↓↓↓

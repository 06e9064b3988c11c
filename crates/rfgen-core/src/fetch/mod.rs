pub mod http;
pub mod memory;

use crate::error::GenerateError;
use crate::parse::schema::SchemaDocument;

pub use http::HttpSchemaSource;
pub use memory::StaticSchemaSource;

/// Something that can retrieve and parse a schema document by URL.
pub trait SchemaSource {
    fn fetch(&self, url: &str) -> Result<SchemaDocument, GenerateError>;
}
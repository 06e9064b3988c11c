use std::collections::HashSet;

use crate::config::{RfgenConfig, SchemaFamily};
use crate::ir::{
    AttrDescriptor, ClassDescriptor, EnumDescriptor, EnumMemberDescriptor, IntermediateModel,
};
use crate::parse::schema::{SchemaDocument, SchemaNode, SchemaType};

use super::comment::CommentSynthesizer;
use super::diagnostics::{Diagnostics, Fallback};
use super::name_normalizer::NameNormalizer;
use super::type_resolver::TypeResolver;

/// Definition name used by Redfish for action stubs.
const ACTIONS_DEFINITION: &str = "Actions";

/// Properties hoisted into the common entity base type.
const HOISTED_PROPERTIES: [&str; 2] = ["Name", "Id"];

/// Turns schema documents into an [`IntermediateModel`].
#[derive(Debug, Clone, Default)]
pub struct Translator {
    normalizer: NameNormalizer,
    comments: CommentSynthesizer,
    resolver: TypeResolver,
}

impl Translator {
    pub fn new(normalizer: NameNormalizer, comments: CommentSynthesizer) -> Self {
        Self {
            resolver: TypeResolver::new(normalizer.clone()),
            normalizer,
            comments,
        }
    }

    pub fn from_config(config: &RfgenConfig) -> Self {
        Self::new(
            NameNormalizer::new(config.naming.overrides.clone()),
            CommentSynthesizer::from_config(&config.comments),
        )
    }

    /// Classify every definition of `doc` into classes and enums.
    pub fn classify(
        &self,
        doc: &SchemaDocument,
        object_name: &str,
        package: SchemaFamily,
    ) -> IntermediateModel {
        let mut diagnostics = Diagnostics::default();
        self.classify_with_diagnostics(doc, object_name, package, &mut diagnostics)
    }

    /// Same as [`Translator::classify`], also recording what was skipped or guessed.
    pub fn classify_with_diagnostics(
        &self,
        doc: &SchemaDocument,
        object_name: &str,
        package: SchemaFamily,
        diagnostics: &mut Diagnostics,
    ) -> IntermediateModel {
        let mut model = IntermediateModel::new(object_name, package);

        for (name, definition) in doc.iter_definitions() {
            if name == ACTIONS_DEFINITION {
                continue;
            }

            if definition.is_type(SchemaType::Object) {
                if is_action_binding(definition) {
                    log::debug!("skipping action binding object {name}");
                    diagnostics.action_bindings.push(name.clone());
                    continue;
                }
                let class = self.build_class(name, definition, diagnostics);
                model.classes.push(class);
            } else if definition.enum_literals().next().is_some() {
                model.enums.push(self.build_enum(name, definition));
            } else {
                log::debug!("skipping unrepresentable definition {name}");
                diagnostics.unrepresentable.push(name.clone());
            }
        }

        model
    }

    fn build_class(
        &self,
        name: &str,
        definition: &SchemaNode,
        diagnostics: &mut Diagnostics,
    ) -> ClassDescriptor {
        let mut attrs = Vec::new();
        let mut seen = HashSet::new();

        for (prop_name, prop) in &definition.properties {
            if HOISTED_PROPERTIES.contains(&prop_name.as_str()) || prop.is_deprecated() {
                continue;
            }

            let ty = self.resolver.resolve(prop_name, prop);
            if ty.fell_back {
                diagnostics.string_fallbacks.push(Fallback {
                    owner: name.to_string(),
                    property: prop_name.clone(),
                });
            }

            let attr_name = self.normalizer.normalize(prop_name);
            if !seen.insert(attr_name.clone()) {
                log::warn!("{name}: property {prop_name} normalizes to duplicate {attr_name}");
                diagnostics.name_collisions.push(Fallback {
                    owner: name.to_string(),
                    property: prop_name.clone(),
                });
            }

            attrs.push(AttrDescriptor {
                name: attr_name,
                raw_name: prop_name.clone(),
                ty,
                description: self.comments.comment(prop_name, prop.doc_text()),
            });
        }

        ClassDescriptor {
            name: name.to_string(),
            description: self.comments.comment(name, definition.doc_text()),
            attrs,
        }
    }

    fn build_enum(&self, name: &str, definition: &SchemaNode) -> EnumDescriptor {
        let members = definition
            .enum_literals()
            .map(|literal| EnumMemberDescriptor {
                name: literal.to_string(),
                description: self.comments.enum_member(
                    literal,
                    name,
                    definition.enum_member_doc(literal),
                ),
            })
            .collect();

        EnumDescriptor {
            name: name.to_string(),
            description: self.comments.comment(name, definition.doc_text()),
            members,
        }
    }
}

/// OData action bindings carry both `target` and `title` properties.
fn is_action_binding(definition: &SchemaNode) -> bool {
    definition.properties.contains_key("target") && definition.properties.contains_key("title")
}
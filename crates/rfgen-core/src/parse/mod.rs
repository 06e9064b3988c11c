pub mod schema;

use crate::error::ParseError;
use schema::SchemaDocument;

/// Parse a schema document from JSON text.
pub fn from_json(input: &str) -> Result<SchemaDocument, ParseError> {
    let doc: SchemaDocument = serde_json::from_str(input)?;
    Ok(doc)
}

use indexmap::IndexMap;
use textwrap::Options;

use crate::config::CommentConfig;
use crate::ir::Comment;

/// Default cutpoint for entity descriptions.
pub const ENTITY_CUTPOINT: &str = "used";
/// Default connective between the entity name and its description.
pub const ENTITY_PREFIX: &str = " is";
/// Cutpoint used for enum member descriptions.
pub const MEMBER_CUTPOINT: &str = "shall";

/// Builds wrapped documentation comments from schema descriptions.
#[derive(Debug, Clone)]
pub struct CommentSynthesizer {
    curated: IndexMap<String, String>,
    text_width: usize,
}

impl Default for CommentSynthesizer {
    fn default() -> Self {
        Self::from_config(&CommentConfig::default())
    }
}

impl CommentSynthesizer {
    /// `width` is the full line width; `marker` is what renderers put in front.
    pub fn new(curated: IndexMap<String, String>, width: usize, marker: &str) -> Self {
        Self {
            curated,
            text_width: width.saturating_sub(marker.chars().count()).max(1),
        }
    }

    pub fn from_config(config: &CommentConfig) -> Self {
        Self::new(config.curated.clone(), config.width, &config.marker)
    }

    /// Comment for a class, enum, or attribute: `"<name> is <description from 'used'>"`.
    pub fn comment(&self, name: &str, description: &str) -> Comment {
        self.comment_with(name, description, ENTITY_CUTPOINT, ENTITY_PREFIX)
    }

    /// Comment for one enum member, read as `"<Value><Enum> shall ..."`.
    pub fn enum_member(&self, value: &str, enum_name: &str, description: &str) -> Comment {
        self.comment_with(&format!("{value}{enum_name}"), description, MEMBER_CUTPOINT, "")
    }

    /// Build a comment starting `description` at the first `cutpoint`.
    ///
    /// Curated names ignore `description` and return their fixed sentence.
    pub fn comment_with(
        &self,
        name: &str,
        description: &str,
        cutpoint: &str,
        prefix: &str,
    ) -> Comment {
        if let Some(curated) = self.curated.get(name) {
            return Comment::single(curated.clone());
        }

        let tail = description
            .find(cutpoint)
            .map_or(description, |idx| &description[idx..]);
        let sentence = format!("{name}{prefix} {tail}")
            .split_whitespace()
            .collect::<Vec<_>>()
            .join(" ");
        if sentence.is_empty() {
            return Comment::default();
        }

        let lines = textwrap::wrap(&sentence, Options::new(self.text_width))
            .into_iter()
            .map(|line| line.into_owned())
            .collect();
        Comment { lines }
    }
}

#[cfg(test)]
mod tests {
    use super::*;

    #[test]
    fn test_curated_name_ignores_description() {
        let c = CommentSynthesizer::default();
        let comment = c.comment("Description", "anything at all");
        assert_eq!(
            comment.lines,
            vec!["Description provides a description of this resource."]
        );
        let comment = c.comment("@odata.id", "");
        assert_eq!(comment.lines, vec!["ODataID is the odata identifier."]);
    }

    #[test]
    fn test_cutpoint_found() {
        let c = CommentSynthesizer::default();
        let comment = c.comment(
            "Capacity",
            "This property shall contain the capacity used for storage.",
        );
        assert_eq!(comment.text(), "Capacity is used for storage.");
    }

    #[test]
    fn test_cutpoint_absent_uses_whole_description() {
        let c = CommentSynthesizer::default();
        let comment = c.comment("Encrypted", "Whether the volume is encrypted.");
        assert_eq!(comment.text(), "Encrypted is Whether the volume is encrypted.");
    }

    #[test]
    fn test_empty_description_degrades() {
        let c = CommentSynthesizer::default();
        assert_eq!(c.comment("Widget", "").lines, vec!["Widget is"]);
        assert!(c.comment_with("", "", "used", "").is_empty());
    }

    #[test]
    fn test_enum_member_reads_naturally() {
        let c = CommentSynthesizer::default();
        let comment = c.enum_member("On", "PowerState", "The value shall mean powered on.");
        assert_eq!(comment.lines, vec!["OnPowerState shall mean powered on."]);
    }

    #[test]
    fn test_wraps_to_width_including_marker() {
        let c = CommentSynthesizer::default();
        let description = "This property shall contain the identifier used to correlate \
            this resource with the storage pool that provides its capacity, and the \
            value is expected to remain stable across service restarts.";
        let comment = c.comment("CapacitySources", description);
        assert!(comment.lines.len() > 1);
        for line in &comment.lines {
            assert!(line.len() + 3 <= 79, "line too long: {line:?}");
        }
        assert!(comment.lines[0].starts_with("CapacitySources is used to correlate"));
    }

    #[test]
    fn test_newlines_are_collapsed() {
        let c = CommentSynthesizer::default();
        let comment = c.comment("Foo", "first\n\nsecond   third");
        assert_eq!(comment.lines, vec!["Foo is first second third"]);
    }

    #[test]
    fn test_substituted_curated_table() {
        let mut curated = IndexMap::new();
        curated.insert("Status".to_string(), "Status is the status.".to_string());
        let c = CommentSynthesizer::new(curated, 79, "// ");
        assert_eq!(c.comment("Status", "ignored").text(), "Status is the status.");
        assert_eq!(c.comment("Description", "").text(), "Description is");
    }
}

↑↑↑

EXERCISE DESCRIPTION: Take the entries above and copy out all lines with the string "core".

EXERCISE ANSWER:
filename crates/rfgen-core/src/fetch/mod.rs
filename crates/rfgen-core/src/parse/mod.rs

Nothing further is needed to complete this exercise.